Un elemento que deben tomar en cuenta los padres a la hora de establecer estas rutinas es no saturar a los pequeños con solo deberes, este también debe de tener espacios que les gusten o los distraigan, como ver televisión, jugar con sus amigos, descansar, entre otros.
Tanto las responsabilidades como los espacios de distracción deben tener un tiempo determinado. Para los primeros se recomienda armar bloques de 45 minutos y para el esparcimiento dedicar media hora.

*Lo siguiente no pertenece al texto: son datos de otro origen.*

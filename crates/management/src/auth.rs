//! Bearer token authentication for the management API.
//!
//! Login checks tenant credentials and issues a session token from the
//! platform `AuthManager`. The middleware resolves the token into a
//! `CallerContext` that handlers pull out of the request extensions.

use axum::extract::{Request, State};
use axum::http::{header, StatusCode};
use axum::middleware::Next;
use axum::response::{IntoResponse, Response};
use axum::Json;
use grc_core::error::{GrcError, GrcResult};
use uuid::Uuid;

use crate::enforcement::CallerContext;
use crate::handlers::ManagementState;
use crate::models::{ErrorResponse, LoginRequest, LoginResponse};

/// Validate a login request and open a session.
pub fn authenticate(state: &ManagementState, req: &LoginRequest) -> GrcResult<LoginResponse> {
    let (tenant, user) = state
        .tenants
        .verify_credentials(&req.tenant_slug, &req.email, &req.password)?;
    state.tenants.ensure_active(tenant.id)?;

    let roles = state.rbac.user_role_names(user.id);
    let session = state.auth.create_session(user.id, tenant.id, roles.clone());
    state.audit.log_action(
        tenant.id,
        Some(user.id),
        "auth.login",
        "User",
        &user.id.to_string(),
        serde_json::json!({ "session_id": session.session_id }),
        vec![],
    );
    Ok(LoginResponse {
        token: session.token.token_id,
        expires_at: session.token.expires_at,
        tenant_id: tenant.id,
        user_id: user.id,
        roles,
    })
}

/// Parse `Authorization: Bearer <token>`.
pub fn bearer_token(value: Option<&str>) -> Option<Uuid> {
    value?.strip_prefix("Bearer ")?.trim().parse().ok()
}

/// Resolve a bearer token into the caller. Fails when the token is unknown or
/// expired, the user is gone or inactive, or the tenant is not active.
pub fn resolve_caller(state: &ManagementState, token_id: Uuid) -> GrcResult<CallerContext> {
    let token = state
        .auth
        .validate_token(token_id)
        .ok_or_else(|| GrcError::not_found("Session", token_id))?;
    state
        .tenants
        .get_user(token.tenant_id, token.user_id)
        .filter(|u| u.is_active)
        .ok_or_else(|| GrcError::not_found("User", token.user_id))?;
    state.tenants.ensure_active(token.tenant_id)?;

    Ok(CallerContext {
        tenant_id: token.tenant_id,
        user_id: token.user_id,
        roles: state.rbac.user_role_names(token.user_id),
        permissions: state.rbac.get_user_permissions(token.user_id),
    })
}

fn reject(status: StatusCode, error: &str, message: String) -> Response {
    (
        status,
        Json(ErrorResponse {
            error: error.to_string(),
            message,
            remediation_hint: None,
        }),
    )
        .into_response()
}

/// Axum middleware guarding every authenticated route.
pub async fn auth_middleware(
    State(state): State<ManagementState>,
    mut req: Request,
    next: Next,
) -> Response {
    let header_value = req
        .headers()
        .get(header::AUTHORIZATION)
        .and_then(|v| v.to_str().ok());

    let Some(token_id) = bearer_token(header_value) else {
        metrics::counter!("grc.auth.rejected", "reason" => "missing").increment(1);
        return reject(
            StatusCode::UNAUTHORIZED,
            "missing_auth",
            "Authorization header with Bearer token required".to_string(),
        );
    };

    match resolve_caller(&state, token_id) {
        Ok(caller) => {
            req.extensions_mut().insert(caller);
            next.run(req).await
        }
        Err(GrcError::Forbidden(msg)) => {
            metrics::counter!("grc.auth.rejected", "reason" => "tenant_inactive").increment(1);
            reject(StatusCode::FORBIDDEN, "tenant_inactive", msg)
        }
        Err(_) => {
            metrics::counter!("grc.auth.rejected", "reason" => "invalid_token").increment(1);
            reject(
                StatusCode::UNAUTHORIZED,
                "invalid_token",
                "Invalid or expired bearer token".to_string(),
            )
        }
    }
}

#[cfg(test)]
mod tests {
    use super::*;

    #[test]
    fn test_bearer_token_parsing() {
        let id = Uuid::new_v4();
        assert_eq!(bearer_token(Some(&format!("Bearer {id}"))), Some(id));
        assert_eq!(bearer_token(Some("Bearer not-a-uuid")), None);
        assert_eq!(bearer_token(Some(&format!("Basic {id}"))), None);
        assert_eq!(bearer_token(None), None);
    }
}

“Esto tiene una base psicopedagógica que dice: que después de los 45 minutos, los niños se cansan, se aburren y ya no asimilan. Asimismo, durante los fines de semana, además de priorizar las responsabilidades académicas, es saludable asignar espacios para la convivencia en familia. Compartir con los seres queridos, junto a la educación, es una de las mejores inversiones en la vida”, explica Angulo.
Las horas de sueño son importantes dentro de las rutinas, es recomendable que los niños no duerman demasiado en las tardes, pues dificulta su capacidad para dormir por la noche. Se aconseja que la siesta sea de media hora.
Se aconseja que las primeras horas del día sean las rutinas de estudios en donde se le estimula al niño toda la parte motora, lenguaje y socioafectiva. Las rutinas le permitirán formar hábitos y ser autónomos y más organizados.